» **Exercise instructions**: Work out how many lines in the records below include the string "order", and reply with that number alone.

» **Data provided**:
-------

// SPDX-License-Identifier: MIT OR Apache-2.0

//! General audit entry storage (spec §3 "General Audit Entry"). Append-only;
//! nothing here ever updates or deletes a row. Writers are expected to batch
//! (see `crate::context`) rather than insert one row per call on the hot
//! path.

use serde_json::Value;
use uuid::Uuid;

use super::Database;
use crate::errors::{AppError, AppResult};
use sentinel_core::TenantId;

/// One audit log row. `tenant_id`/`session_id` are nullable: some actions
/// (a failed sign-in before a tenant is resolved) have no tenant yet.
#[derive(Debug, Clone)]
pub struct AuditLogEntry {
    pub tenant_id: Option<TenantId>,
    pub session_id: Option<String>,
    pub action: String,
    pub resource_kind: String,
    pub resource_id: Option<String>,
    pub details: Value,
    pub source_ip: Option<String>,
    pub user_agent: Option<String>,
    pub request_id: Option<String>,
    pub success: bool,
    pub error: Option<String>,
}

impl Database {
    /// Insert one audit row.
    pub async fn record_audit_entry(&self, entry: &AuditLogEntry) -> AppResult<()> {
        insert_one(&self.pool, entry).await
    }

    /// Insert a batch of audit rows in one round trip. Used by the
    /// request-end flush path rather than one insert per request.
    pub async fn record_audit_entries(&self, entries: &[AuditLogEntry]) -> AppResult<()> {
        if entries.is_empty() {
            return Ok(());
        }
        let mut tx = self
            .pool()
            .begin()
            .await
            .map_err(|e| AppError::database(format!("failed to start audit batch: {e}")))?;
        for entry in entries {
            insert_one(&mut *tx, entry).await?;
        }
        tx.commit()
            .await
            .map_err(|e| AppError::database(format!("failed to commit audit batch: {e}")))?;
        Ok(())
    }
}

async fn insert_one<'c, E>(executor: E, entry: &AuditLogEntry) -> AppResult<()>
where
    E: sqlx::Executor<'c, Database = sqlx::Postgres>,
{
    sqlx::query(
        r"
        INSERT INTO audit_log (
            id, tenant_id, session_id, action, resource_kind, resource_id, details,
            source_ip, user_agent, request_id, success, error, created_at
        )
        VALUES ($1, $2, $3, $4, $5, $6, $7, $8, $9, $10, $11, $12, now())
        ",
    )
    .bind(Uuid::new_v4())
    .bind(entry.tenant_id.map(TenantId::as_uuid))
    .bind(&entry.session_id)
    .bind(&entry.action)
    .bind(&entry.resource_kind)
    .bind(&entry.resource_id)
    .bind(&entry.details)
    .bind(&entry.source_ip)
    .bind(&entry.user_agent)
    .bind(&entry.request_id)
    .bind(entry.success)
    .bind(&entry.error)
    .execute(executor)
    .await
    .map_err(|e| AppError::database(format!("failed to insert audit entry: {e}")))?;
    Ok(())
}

-------

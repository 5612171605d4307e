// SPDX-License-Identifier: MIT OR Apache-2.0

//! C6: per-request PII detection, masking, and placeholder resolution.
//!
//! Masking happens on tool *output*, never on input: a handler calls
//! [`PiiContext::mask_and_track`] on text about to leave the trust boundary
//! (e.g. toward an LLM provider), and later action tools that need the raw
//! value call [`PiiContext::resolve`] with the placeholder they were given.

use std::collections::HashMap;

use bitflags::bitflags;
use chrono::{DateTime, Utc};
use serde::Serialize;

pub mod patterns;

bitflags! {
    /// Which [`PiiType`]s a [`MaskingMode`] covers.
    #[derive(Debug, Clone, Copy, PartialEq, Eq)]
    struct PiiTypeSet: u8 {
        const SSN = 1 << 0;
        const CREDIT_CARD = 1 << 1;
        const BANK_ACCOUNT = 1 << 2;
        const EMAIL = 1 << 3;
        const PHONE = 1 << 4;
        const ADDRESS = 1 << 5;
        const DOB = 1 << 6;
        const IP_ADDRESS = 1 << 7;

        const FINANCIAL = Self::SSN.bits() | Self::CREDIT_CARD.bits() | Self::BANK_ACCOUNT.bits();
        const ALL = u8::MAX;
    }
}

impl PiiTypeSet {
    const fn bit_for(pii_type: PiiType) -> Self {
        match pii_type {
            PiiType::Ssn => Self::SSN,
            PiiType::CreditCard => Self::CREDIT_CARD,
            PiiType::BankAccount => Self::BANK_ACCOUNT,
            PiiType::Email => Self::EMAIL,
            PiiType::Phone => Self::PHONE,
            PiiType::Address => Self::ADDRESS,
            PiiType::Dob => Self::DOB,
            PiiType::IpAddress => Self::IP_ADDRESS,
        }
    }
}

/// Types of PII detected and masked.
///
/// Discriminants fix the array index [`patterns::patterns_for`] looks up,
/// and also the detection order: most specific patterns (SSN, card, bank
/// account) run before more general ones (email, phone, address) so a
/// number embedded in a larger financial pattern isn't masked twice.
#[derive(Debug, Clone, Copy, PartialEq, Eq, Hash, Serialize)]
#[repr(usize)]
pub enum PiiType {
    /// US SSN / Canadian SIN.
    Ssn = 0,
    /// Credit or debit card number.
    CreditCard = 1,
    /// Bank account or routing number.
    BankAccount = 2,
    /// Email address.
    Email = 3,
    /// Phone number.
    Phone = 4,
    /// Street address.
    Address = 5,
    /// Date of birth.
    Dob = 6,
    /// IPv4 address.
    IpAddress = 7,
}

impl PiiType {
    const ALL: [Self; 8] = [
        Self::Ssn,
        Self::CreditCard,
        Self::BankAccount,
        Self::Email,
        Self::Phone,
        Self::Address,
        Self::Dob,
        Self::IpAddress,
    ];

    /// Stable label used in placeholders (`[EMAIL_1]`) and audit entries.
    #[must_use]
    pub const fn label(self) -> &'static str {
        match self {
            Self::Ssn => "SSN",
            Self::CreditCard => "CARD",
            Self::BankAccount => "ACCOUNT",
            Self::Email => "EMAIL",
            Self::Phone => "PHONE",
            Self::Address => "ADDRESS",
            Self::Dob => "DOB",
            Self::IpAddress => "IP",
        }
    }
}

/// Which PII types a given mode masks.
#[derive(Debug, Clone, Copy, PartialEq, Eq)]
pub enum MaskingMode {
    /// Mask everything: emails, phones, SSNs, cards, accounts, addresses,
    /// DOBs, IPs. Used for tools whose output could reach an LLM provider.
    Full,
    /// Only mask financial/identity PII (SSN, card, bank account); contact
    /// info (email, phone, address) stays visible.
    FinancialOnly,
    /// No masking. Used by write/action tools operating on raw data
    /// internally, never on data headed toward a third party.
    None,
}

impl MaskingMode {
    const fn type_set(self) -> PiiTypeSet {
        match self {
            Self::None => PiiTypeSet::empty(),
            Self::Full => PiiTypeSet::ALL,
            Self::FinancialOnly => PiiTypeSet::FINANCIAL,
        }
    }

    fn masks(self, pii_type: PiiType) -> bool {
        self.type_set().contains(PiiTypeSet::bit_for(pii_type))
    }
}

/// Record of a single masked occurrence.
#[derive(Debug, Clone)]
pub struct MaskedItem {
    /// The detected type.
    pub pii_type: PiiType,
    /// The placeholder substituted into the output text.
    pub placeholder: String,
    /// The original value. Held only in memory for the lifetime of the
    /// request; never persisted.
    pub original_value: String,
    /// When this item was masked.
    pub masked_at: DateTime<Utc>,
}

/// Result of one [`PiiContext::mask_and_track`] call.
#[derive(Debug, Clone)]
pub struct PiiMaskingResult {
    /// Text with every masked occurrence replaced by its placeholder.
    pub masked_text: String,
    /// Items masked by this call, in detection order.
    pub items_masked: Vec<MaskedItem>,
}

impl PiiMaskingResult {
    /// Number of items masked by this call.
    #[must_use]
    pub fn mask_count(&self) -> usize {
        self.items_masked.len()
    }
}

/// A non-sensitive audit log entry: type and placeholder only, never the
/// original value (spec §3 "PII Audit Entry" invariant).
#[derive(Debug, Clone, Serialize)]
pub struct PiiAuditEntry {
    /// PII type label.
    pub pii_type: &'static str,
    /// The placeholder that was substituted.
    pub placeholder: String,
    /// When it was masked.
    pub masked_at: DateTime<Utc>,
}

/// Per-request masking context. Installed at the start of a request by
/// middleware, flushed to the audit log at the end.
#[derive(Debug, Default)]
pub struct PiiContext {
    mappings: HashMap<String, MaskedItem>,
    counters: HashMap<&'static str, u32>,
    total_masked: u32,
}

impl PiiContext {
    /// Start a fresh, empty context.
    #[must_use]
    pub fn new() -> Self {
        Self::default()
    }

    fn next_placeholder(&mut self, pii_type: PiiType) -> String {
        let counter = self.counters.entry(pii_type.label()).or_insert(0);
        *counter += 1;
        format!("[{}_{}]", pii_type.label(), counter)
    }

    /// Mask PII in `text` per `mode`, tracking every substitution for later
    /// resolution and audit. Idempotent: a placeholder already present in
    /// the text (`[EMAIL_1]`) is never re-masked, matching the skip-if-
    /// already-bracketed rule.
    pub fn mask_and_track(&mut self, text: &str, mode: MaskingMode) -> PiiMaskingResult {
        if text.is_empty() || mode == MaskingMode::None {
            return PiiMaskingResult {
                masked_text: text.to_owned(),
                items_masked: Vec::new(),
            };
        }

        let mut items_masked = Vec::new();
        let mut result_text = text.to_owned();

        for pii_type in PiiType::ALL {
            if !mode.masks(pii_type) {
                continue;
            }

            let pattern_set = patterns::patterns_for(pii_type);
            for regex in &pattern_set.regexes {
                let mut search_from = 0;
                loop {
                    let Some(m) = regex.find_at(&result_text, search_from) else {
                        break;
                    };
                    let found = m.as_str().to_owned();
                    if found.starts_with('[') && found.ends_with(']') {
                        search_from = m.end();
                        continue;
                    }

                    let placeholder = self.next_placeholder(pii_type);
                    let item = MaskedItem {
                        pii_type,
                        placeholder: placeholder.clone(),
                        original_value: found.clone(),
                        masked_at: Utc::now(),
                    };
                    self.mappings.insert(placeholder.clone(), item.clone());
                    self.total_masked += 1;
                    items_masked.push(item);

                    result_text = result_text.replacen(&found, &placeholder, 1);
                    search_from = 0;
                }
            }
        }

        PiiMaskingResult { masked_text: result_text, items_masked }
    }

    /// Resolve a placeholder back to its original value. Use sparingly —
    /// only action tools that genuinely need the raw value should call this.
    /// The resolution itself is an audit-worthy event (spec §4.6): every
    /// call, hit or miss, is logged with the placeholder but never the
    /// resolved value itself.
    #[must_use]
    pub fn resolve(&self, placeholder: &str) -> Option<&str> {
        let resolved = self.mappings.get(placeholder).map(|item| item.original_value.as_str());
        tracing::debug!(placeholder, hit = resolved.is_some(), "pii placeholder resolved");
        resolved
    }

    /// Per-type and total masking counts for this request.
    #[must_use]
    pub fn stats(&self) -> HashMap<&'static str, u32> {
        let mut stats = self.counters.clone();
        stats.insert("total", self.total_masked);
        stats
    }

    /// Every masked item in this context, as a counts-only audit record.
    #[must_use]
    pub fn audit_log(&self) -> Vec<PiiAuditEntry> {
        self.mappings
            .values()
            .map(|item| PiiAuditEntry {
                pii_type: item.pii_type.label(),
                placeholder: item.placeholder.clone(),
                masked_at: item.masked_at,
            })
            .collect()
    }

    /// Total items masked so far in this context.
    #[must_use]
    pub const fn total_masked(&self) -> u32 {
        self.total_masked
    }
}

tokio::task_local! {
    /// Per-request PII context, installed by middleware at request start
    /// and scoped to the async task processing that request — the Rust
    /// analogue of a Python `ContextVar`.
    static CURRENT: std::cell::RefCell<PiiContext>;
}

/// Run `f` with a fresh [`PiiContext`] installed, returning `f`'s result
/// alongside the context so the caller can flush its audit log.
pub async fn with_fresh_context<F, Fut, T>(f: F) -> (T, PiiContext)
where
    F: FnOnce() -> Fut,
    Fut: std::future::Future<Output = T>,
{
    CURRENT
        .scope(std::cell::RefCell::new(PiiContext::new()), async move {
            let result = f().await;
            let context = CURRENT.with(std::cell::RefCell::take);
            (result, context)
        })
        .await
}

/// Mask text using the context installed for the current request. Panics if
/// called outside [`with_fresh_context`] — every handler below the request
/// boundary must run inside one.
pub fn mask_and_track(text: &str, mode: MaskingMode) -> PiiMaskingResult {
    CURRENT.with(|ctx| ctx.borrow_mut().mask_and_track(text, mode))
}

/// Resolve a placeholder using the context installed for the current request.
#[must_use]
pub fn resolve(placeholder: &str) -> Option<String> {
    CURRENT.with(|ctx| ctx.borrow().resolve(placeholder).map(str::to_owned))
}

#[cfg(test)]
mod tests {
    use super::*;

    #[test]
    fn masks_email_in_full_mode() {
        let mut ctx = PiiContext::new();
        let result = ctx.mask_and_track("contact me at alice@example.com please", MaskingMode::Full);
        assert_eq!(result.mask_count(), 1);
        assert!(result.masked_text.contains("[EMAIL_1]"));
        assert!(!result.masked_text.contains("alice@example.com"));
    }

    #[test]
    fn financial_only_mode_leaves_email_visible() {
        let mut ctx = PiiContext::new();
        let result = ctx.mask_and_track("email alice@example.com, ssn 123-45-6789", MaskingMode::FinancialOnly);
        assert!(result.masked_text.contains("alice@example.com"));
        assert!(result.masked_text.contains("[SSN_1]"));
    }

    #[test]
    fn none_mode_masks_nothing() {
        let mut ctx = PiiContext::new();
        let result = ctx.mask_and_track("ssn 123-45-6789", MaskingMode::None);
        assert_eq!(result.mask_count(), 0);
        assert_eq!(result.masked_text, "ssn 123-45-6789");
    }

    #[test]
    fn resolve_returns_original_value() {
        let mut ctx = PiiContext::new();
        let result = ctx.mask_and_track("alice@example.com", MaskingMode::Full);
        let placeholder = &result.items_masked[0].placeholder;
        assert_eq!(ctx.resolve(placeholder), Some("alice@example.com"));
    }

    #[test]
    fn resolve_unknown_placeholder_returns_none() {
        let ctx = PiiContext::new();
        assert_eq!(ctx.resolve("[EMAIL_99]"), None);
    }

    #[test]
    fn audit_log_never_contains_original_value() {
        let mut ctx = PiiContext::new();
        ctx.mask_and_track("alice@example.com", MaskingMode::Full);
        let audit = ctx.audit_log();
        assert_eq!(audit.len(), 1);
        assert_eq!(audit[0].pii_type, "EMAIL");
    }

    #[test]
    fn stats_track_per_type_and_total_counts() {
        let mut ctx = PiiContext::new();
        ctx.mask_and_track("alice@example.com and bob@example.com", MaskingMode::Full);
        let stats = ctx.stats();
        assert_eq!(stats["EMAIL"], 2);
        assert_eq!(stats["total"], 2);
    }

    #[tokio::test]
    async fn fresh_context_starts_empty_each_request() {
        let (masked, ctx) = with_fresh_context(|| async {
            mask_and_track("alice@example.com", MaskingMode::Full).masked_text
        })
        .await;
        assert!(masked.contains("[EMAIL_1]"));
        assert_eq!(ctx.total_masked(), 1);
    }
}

-------

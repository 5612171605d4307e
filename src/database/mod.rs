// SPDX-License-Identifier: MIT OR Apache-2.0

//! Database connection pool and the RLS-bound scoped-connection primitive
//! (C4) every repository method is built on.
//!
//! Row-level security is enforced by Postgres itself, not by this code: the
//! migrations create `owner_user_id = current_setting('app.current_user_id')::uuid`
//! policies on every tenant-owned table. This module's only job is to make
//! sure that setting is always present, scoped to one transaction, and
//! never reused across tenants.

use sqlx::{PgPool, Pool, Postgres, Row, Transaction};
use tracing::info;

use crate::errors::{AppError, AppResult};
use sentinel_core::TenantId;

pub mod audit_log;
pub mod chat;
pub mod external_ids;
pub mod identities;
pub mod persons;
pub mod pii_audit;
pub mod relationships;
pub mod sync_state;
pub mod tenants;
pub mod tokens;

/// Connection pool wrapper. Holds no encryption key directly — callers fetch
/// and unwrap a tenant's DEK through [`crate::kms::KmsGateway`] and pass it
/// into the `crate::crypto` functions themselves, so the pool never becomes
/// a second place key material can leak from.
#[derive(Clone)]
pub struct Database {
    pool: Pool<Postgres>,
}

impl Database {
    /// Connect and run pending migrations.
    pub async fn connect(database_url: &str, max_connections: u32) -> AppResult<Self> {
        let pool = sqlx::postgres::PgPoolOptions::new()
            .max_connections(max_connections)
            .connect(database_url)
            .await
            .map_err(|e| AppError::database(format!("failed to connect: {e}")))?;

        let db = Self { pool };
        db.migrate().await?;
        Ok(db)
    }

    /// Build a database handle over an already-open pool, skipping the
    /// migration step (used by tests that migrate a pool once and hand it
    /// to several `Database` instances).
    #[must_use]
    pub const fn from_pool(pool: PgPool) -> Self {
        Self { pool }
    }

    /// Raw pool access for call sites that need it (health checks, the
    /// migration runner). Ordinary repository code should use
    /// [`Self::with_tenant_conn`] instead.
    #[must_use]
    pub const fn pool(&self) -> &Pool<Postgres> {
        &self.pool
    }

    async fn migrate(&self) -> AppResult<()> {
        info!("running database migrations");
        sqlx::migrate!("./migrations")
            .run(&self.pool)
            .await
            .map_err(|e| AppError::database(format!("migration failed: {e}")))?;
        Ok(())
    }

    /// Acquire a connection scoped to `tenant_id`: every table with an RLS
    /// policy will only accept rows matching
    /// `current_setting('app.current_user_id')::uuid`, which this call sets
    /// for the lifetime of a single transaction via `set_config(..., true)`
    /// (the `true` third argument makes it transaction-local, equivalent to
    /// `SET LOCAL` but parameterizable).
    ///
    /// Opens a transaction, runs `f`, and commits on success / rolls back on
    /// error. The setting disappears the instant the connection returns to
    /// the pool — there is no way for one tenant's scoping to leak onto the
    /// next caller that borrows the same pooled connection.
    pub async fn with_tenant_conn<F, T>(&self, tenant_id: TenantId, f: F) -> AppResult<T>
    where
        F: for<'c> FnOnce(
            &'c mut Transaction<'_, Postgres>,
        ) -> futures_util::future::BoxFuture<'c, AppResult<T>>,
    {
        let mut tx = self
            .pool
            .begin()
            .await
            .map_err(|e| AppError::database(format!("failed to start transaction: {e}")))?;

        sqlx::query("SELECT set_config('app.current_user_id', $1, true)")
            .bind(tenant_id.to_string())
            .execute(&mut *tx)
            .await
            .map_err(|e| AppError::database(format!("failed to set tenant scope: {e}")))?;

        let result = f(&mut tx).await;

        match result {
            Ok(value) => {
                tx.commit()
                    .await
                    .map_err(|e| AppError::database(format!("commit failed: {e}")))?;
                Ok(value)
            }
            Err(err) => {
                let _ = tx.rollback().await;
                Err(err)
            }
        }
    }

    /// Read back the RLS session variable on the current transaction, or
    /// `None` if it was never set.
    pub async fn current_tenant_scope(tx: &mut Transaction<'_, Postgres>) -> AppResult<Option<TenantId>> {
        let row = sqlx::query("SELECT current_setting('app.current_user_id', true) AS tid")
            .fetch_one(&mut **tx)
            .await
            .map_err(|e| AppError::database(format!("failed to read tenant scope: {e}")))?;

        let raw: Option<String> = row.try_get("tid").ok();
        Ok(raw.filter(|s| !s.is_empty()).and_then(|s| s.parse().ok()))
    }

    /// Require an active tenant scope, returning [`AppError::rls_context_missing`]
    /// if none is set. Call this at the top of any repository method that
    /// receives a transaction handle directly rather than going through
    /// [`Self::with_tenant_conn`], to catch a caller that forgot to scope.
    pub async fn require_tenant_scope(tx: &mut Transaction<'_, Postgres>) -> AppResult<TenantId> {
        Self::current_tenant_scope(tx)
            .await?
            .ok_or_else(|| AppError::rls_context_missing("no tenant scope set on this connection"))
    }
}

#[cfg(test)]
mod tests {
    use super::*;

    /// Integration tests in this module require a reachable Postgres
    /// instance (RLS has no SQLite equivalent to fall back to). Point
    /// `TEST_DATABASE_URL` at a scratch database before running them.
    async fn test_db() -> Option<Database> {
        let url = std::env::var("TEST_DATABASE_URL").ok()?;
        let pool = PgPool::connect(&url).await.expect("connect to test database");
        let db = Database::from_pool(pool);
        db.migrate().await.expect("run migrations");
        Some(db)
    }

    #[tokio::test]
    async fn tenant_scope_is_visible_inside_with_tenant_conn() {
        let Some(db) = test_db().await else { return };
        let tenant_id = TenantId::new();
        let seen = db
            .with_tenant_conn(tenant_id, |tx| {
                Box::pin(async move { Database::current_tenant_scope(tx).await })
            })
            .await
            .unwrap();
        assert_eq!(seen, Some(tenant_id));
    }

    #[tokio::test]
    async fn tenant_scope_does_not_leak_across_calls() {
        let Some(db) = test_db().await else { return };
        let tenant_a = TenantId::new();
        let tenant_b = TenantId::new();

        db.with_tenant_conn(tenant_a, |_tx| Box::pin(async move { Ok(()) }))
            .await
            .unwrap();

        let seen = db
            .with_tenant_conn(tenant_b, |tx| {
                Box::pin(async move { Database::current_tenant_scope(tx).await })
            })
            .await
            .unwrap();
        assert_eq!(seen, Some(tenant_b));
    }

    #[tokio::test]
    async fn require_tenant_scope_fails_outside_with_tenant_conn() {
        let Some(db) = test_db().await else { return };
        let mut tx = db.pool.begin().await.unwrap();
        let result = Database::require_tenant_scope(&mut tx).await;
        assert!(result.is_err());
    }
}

-------

» **Solution**: 2